Problem details:
Every line with "that" in it must be copied from the data.

[Items from a data source]
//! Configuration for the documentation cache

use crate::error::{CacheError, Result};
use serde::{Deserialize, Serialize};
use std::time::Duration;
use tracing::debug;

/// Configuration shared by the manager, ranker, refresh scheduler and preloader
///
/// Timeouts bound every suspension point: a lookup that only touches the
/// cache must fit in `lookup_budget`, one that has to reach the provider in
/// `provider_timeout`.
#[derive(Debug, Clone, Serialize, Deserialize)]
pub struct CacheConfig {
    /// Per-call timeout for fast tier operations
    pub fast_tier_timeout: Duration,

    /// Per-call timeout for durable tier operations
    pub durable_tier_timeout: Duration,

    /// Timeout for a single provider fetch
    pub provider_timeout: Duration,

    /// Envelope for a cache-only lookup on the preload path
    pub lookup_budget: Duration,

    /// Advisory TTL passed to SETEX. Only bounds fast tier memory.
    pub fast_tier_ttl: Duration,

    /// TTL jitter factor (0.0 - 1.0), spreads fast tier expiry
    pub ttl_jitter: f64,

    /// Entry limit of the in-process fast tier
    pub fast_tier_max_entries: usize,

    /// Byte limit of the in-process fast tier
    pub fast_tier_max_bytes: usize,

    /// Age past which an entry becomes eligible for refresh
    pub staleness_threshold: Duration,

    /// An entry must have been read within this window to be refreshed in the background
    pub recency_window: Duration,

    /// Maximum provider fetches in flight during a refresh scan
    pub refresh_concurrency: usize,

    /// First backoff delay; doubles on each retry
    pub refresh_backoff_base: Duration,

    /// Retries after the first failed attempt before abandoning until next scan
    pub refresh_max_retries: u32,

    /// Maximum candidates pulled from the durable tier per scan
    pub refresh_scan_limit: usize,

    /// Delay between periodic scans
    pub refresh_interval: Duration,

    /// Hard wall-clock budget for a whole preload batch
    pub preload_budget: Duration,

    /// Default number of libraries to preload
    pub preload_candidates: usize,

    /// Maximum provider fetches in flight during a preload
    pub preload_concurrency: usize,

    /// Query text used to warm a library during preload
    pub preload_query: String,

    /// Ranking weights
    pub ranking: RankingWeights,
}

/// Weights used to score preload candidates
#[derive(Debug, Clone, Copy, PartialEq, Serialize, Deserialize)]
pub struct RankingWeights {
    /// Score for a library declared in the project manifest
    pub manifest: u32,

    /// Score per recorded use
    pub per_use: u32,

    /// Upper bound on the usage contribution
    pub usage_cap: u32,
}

...

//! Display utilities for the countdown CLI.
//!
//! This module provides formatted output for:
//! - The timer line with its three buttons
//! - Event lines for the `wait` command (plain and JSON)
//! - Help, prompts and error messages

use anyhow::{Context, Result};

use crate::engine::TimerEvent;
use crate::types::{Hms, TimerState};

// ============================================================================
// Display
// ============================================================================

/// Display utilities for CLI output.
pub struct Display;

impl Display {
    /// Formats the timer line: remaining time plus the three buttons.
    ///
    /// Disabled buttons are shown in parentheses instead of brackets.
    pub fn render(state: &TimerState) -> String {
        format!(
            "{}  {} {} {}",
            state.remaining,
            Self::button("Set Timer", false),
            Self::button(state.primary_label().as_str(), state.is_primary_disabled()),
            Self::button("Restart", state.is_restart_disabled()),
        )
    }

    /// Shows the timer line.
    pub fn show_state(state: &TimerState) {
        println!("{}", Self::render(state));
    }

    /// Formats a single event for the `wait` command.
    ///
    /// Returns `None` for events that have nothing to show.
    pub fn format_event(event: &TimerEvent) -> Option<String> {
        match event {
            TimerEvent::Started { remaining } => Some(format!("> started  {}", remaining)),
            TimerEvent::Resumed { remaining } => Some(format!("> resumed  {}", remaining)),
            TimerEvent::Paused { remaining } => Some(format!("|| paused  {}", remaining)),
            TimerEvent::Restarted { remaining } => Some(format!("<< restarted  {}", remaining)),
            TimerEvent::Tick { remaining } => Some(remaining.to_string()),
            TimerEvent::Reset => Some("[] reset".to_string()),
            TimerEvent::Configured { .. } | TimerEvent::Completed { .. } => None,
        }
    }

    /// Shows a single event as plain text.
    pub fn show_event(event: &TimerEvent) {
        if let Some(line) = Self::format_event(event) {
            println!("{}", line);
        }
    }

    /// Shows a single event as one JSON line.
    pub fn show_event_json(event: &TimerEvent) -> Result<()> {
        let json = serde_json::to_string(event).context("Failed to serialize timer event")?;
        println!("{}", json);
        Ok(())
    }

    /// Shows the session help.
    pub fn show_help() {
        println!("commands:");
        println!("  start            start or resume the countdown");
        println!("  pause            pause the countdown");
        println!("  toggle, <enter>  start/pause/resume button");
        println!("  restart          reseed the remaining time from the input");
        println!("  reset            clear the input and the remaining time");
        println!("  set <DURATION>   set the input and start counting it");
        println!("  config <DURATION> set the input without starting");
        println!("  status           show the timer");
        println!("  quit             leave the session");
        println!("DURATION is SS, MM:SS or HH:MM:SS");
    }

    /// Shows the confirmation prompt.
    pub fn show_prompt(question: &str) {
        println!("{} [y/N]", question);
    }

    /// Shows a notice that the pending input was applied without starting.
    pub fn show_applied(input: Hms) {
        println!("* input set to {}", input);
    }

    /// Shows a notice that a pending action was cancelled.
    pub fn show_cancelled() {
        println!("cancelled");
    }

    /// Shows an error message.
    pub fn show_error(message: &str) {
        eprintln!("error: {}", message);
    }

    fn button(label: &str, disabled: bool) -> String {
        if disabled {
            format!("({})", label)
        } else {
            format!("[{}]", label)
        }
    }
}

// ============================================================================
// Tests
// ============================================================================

Answer to this exercise:
/// Timeouts bound every suspension point: a lookup that only touches the
/// cache must fit in `lookup_budget`, one that has to reach the provider in
    /// Returns `None` for events that have nothing to show.
    /// Shows a notice that the pending input was applied without starting.
    /// Shows a notice that a pending action was cancelled.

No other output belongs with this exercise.